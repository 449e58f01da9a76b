//! Core configuration types and loading.

use serde::Deserialize;
use std::path::Path;
use std::time::Duration;
use thiserror::Error;

use super::defaults::{
    default_cookie_name, default_database_path, default_forbidden_message, default_listen,
    default_true,
};

/// Configuration errors.
#[derive(Debug, Error)]
pub enum ConfigError {
    #[error("failed to read config file: {0}")]
    Io(#[from] std::io::Error),
    #[error("failed to parse config: {0}")]
    Parse(#[from] toml::de::Error),
}

/// Sentinel configuration. Every section is optional.
#[derive(Debug, Clone, Default, Deserialize)]
pub struct Config {
    #[serde(default)]
    pub server: ServerConfig,
    #[serde(default)]
    pub database: DatabaseConfig,
    /// Enforcement toggles.
    #[serde(default)]
    pub features: FeaturesConfig,
    #[serde(default)]
    pub cache: CacheConfig,
    #[serde(default)]
    pub session: SessionConfig,
    /// Text shown to denied clients.
    #[serde(default)]
    pub messages: MessagesConfig,
}

impl Config {
    /// Load configuration from a TOML file.
    pub fn load<P: AsRef<Path>>(path: P) -> Result<Self, ConfigError> {
        let content = std::fs::read_to_string(path)?;
        let config: Config = toml::from_str(&content)?;
        Ok(config)
    }
}

/// HTTP listener configuration.
#[derive(Debug, Clone, Deserialize)]
pub struct ServerConfig {
    /// Address to bind, e.g. "0.0.0.0:8080".
    #[serde(default = "default_listen")]
    pub listen: String,
}

impl Default for ServerConfig {
    fn default() -> Self {
        Self {
            listen: default_listen(),
        }
    }
}

/// Database configuration.
#[derive(Debug, Clone, Deserialize)]
pub struct DatabaseConfig {
    /// Path to SQLite database file, or ":memory:".
    #[serde(default = "default_database_path")]
    pub path: String,
}

impl Default for DatabaseConfig {
    fn default() -> Self {
        Self {
            path: default_database_path(),
        }
    }
}

/// Enforcement toggles. A disabled step is skipped, never enforced.
#[derive(Debug, Clone, Deserialize)]
pub struct FeaturesConfig {
    /// Deny requests from banned IPs (default: true).
    #[serde(default = "default_true")]
    pub ban_check: bool,
    /// Ban clients that request auto-ban paths (default: true).
    #[serde(default = "default_true")]
    pub auto_ban: bool,
}

impl Default for FeaturesConfig {
    fn default() -> Self {
        Self {
            ban_check: true,
            auto_ban: true,
        }
    }
}

/// Pattern cache configuration.
#[derive(Debug, Clone, Default, Deserialize)]
pub struct CacheConfig {
    /// Seconds between full reloads of every pattern set; 0 disables.
    /// Only needed when another process writes rules to the database.
    #[serde(default)]
    pub refresh_interval_secs: u64,
}

impl CacheConfig {
    pub fn refresh_interval(&self) -> Option<Duration> {
        (self.refresh_interval_secs > 0).then(|| Duration::from_secs(self.refresh_interval_secs))
    }
}

/// Session lookup configuration.
#[derive(Debug, Clone, Deserialize)]
pub struct SessionConfig {
    /// Cookie carrying the session token (default: "session_token").
    #[serde(default = "default_cookie_name")]
    pub cookie_name: String,
}

impl Default for SessionConfig {
    fn default() -> Self {
        Self {
            cookie_name: default_cookie_name(),
        }
    }
}

/// Client-facing messages.
#[derive(Debug, Clone, Deserialize)]
pub struct MessagesConfig {
    /// Body of every 403 response. Never names the matching rule.
    #[serde(default = "default_forbidden_message")]
    pub forbidden: String,
}

impl Default for MessagesConfig {
    fn default() -> Self {
        Self {
            forbidden: default_forbidden_message(),
        }
    }
}

#[cfg(test)]
mod tests {
    use super::*;
    use std::io::Write;

    #[test]
    fn test_empty_config_uses_defaults() {
        let config: Config = toml::from_str("").unwrap();
        assert_eq!(config.server.listen, "0.0.0.0:8080");
        assert_eq!(config.database.path, "sentinel.db");
        assert!(config.features.ban_check);
        assert!(config.features.auto_ban);
        assert_eq!(config.cache.refresh_interval(), None);
        assert_eq!(config.session.cookie_name, "session_token");
    }

    #[test]
    fn test_load_from_file() {
        let mut file = tempfile::NamedTempFile::new().unwrap();
        write!(
            file,
            r#"
[server]
listen = "127.0.0.1:9000"

[features]
auto_ban = false

[cache]
refresh_interval_secs = 30

[messages]
forbidden = "Zugriff verweigert."
"#
        )
        .unwrap();

        let config = Config::load(file.path()).unwrap();
        assert_eq!(config.server.listen, "127.0.0.1:9000");
        assert!(config.features.ban_check);
        assert!(!config.features.auto_ban);
        assert_eq!(config.cache.refresh_interval(), Some(Duration::from_secs(30)));
        assert_eq!(config.messages.forbidden, "Zugriff verweigert.");
    }

    #[test]
    fn test_missing_file_is_io_error() {
        let err = Config::load("/nonexistent/sentinel.toml").unwrap_err();
        assert!(matches!(err, ConfigError::Io(_)));
    }

    #[test]
    fn test_bad_toml_is_parse_error() {
        let mut file = tempfile::NamedTempFile::new().unwrap();
        write!(file, "[features]\nban_check = \"yes\"\n").unwrap();
        let err = Config::load(file.path()).unwrap_err();
        assert!(matches!(err, ConfigError::Parse(_)));
    }
}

● ● ● ●

(What the task requires): Each entry should be reproduced in the output exactly.

(Finished task):
repository 449e58f01da9a76b
//! Core configuration types and loading.

use serde::Deserialize;
use std::path::Path;
use std::time::Duration;
use thiserror::Error;

use super::defaults::{
    default_cookie_name, default_database_path, default_forbidden_message, default_listen,
    default_true,
};

/// Configuration errors.
#[derive(Debug, Error)]
pub enum ConfigError {
    #[error("failed to read config file: {0}")]
    Io(#[from] std::io::Error),
    #[error("failed to parse config: {0}")]
    Parse(#[from] toml::de::Error),
}

/// Sentinel configuration. Every section is optional.
#[derive(Debug, Clone, Default, Deserialize)]
pub struct Config {
    #[serde(default)]
    pub server: ServerConfig,
    #[serde(default)]
    pub database: DatabaseConfig,
    /// Enforcement toggles.
    #[serde(default)]
    pub features: FeaturesConfig,
    #[serde(default)]
    pub cache: CacheConfig,
    #[serde(default)]
    pub session: SessionConfig,
    /// Text shown to denied clients.
    #[serde(default)]
    pub messages: MessagesConfig,
}

impl Config {
    /// Load configuration from a TOML file.
    pub fn load<P: AsRef<Path>>(path: P) -> Result<Self, ConfigError> {
        let content = std::fs::read_to_string(path)?;
        let config: Config = toml::from_str(&content)?;
        Ok(config)
    }
}

/// HTTP listener configuration.
#[derive(Debug, Clone, Deserialize)]
pub struct ServerConfig {
    /// Address to bind, e.g. "0.0.0.0:8080".
    #[serde(default = "default_listen")]
    pub listen: String,
}

impl Default for ServerConfig {
    fn default() -> Self {
        Self {
            listen: default_listen(),
        }
    }
}

/// Database configuration.
#[derive(Debug, Clone, Deserialize)]
pub struct DatabaseConfig {
    /// Path to SQLite database file, or ":memory:".
    #[serde(default = "default_database_path")]
    pub path: String,
}

impl Default for DatabaseConfig {
    fn default() -> Self {
        Self {
            path: default_database_path(),
        }
    }
}

/// Enforcement toggles. A disabled step is skipped, never enforced.
#[derive(Debug, Clone, Deserialize)]
pub struct FeaturesConfig {
    /// Deny requests from banned IPs (default: true).
    #[serde(default = "default_true")]
    pub ban_check: bool,
    /// Ban clients that request auto-ban paths (default: true).
    #[serde(default = "default_true")]
    pub auto_ban: bool,
}

impl Default for FeaturesConfig {
    fn default() -> Self {
        Self {
            ban_check: true,
            auto_ban: true,
        }
    }
}

/// Pattern cache configuration.
#[derive(Debug, Clone, Default, Deserialize)]
pub struct CacheConfig {
    /// Seconds between full reloads of every pattern set; 0 disables.
    /// Only needed when another process writes rules to the database.
    #[serde(default)]
    pub refresh_interval_secs: u64,
}

impl CacheConfig {
    pub fn refresh_interval(&self) -> Option<Duration> {
        (self.refresh_interval_secs > 0).then(|| Duration::from_secs(self.refresh_interval_secs))
    }
}

/// Session lookup configuration.
#[derive(Debug, Clone, Deserialize)]
pub struct SessionConfig {
    /// Cookie carrying the session token (default: "session_token").
    #[serde(default = "default_cookie_name")]
    pub cookie_name: String,
}

impl Default for SessionConfig {
    fn default() -> Self {
        Self {
            cookie_name: default_cookie_name(),
        }
    }
}

/// Client-facing messages.
#[derive(Debug, Clone, Deserialize)]
pub struct MessagesConfig {
    /// Body of every 403 response. Never names the matching rule.
    #[serde(default = "default_forbidden_message")]
    pub forbidden: String,
}

impl Default for MessagesConfig {
    fn default() -> Self {
        Self {
            forbidden: default_forbidden_message(),
        }
    }
}

#[cfg(test)]
mod tests {
    use super::*;
    use std::io::Write;

    #[test]
    fn test_empty_config_uses_defaults() {
        let config: Config = toml::from_str("").unwrap();
        assert_eq!(config.server.listen, "0.0.0.0:8080");
        assert_eq!(config.database.path, "sentinel.db");
        assert!(config.features.ban_check);
        assert!(config.features.auto_ban);
        assert_eq!(config.cache.refresh_interval(), None);
        assert_eq!(config.session.cookie_name, "session_token");
    }

    #[test]
    fn test_load_from_file() {
        let mut file = tempfile::NamedTempFile::new().unwrap();
        write!(
            file,
            r#"
[server]
listen = "127.0.0.1:9000"

[features]
auto_ban = false

[cache]
refresh_interval_secs = 30

[messages]
forbidden = "Zugriff verweigert."
"#
        )
        .unwrap();

        let config = Config::load(file.path()).unwrap();
        assert_eq!(config.server.listen, "127.0.0.1:9000");
        assert!(config.features.ban_check);
        assert!(!config.features.auto_ban);
        assert_eq!(config.cache.refresh_interval(), Some(Duration::from_secs(30)));
        assert_eq!(config.messages.forbidden, "Zugriff verweigert.");
    }

    #[test]
    fn test_missing_file_is_io_error() {
        let err = Config::load("/nonexistent/sentinel.toml").unwrap_err();
        assert!(matches!(err, ConfigError::Io(_)));
    }

    #[test]
    fn test_bad_toml_is_parse_error() {
        let mut file = tempfile::NamedTempFile::new().unwrap();
        write!(file, "[features]\nban_check = \"yes\"\n").unwrap();
        let err = Config::load(file.path()).unwrap_err();
        assert!(matches!(err, ConfigError::Parse(_)));
    }
}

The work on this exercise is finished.